Every entry must be repeated exactly in the answer.

========================================

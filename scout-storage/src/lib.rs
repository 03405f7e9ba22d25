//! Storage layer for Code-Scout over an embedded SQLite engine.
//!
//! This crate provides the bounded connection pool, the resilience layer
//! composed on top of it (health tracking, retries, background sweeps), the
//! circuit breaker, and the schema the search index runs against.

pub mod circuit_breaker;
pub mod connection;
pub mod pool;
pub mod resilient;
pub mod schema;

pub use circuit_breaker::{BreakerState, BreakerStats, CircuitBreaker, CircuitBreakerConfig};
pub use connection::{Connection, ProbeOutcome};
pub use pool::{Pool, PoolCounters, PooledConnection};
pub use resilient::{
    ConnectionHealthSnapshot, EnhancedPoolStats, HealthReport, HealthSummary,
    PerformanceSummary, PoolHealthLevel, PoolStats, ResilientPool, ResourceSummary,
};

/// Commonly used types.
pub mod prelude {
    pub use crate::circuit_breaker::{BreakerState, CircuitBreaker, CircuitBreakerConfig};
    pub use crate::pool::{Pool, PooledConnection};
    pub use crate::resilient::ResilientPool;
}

========================================

Task result:
filename scout-storage/src/lib.rs
repository 03405f7e9ba22d25
//! Storage layer for Code-Scout over an embedded SQLite engine.
//!
//! This crate provides the bounded connection pool, the resilience layer
//! composed on top of it (health tracking, retries, background sweeps), the
//! circuit breaker, and the schema the search index runs against.

pub mod circuit_breaker;
pub mod connection;
pub mod pool;
pub mod resilient;
pub mod schema;

pub use circuit_breaker::{BreakerState, BreakerStats, CircuitBreaker, CircuitBreakerConfig};
pub use connection::{Connection, ProbeOutcome};
pub use pool::{Pool, PoolCounters, PooledConnection};
pub use resilient::{
    ConnectionHealthSnapshot, EnhancedPoolStats, HealthReport, HealthSummary,
    PerformanceSummary, PoolHealthLevel, PoolStats, ResilientPool, ResourceSummary,
};

/// Commonly used types.
pub mod prelude {
    pub use crate::circuit_breaker::{BreakerState, CircuitBreaker, CircuitBreakerConfig};
    pub use crate::pool::{Pool, PooledConnection};
    pub use crate::resilient::ResilientPool;
}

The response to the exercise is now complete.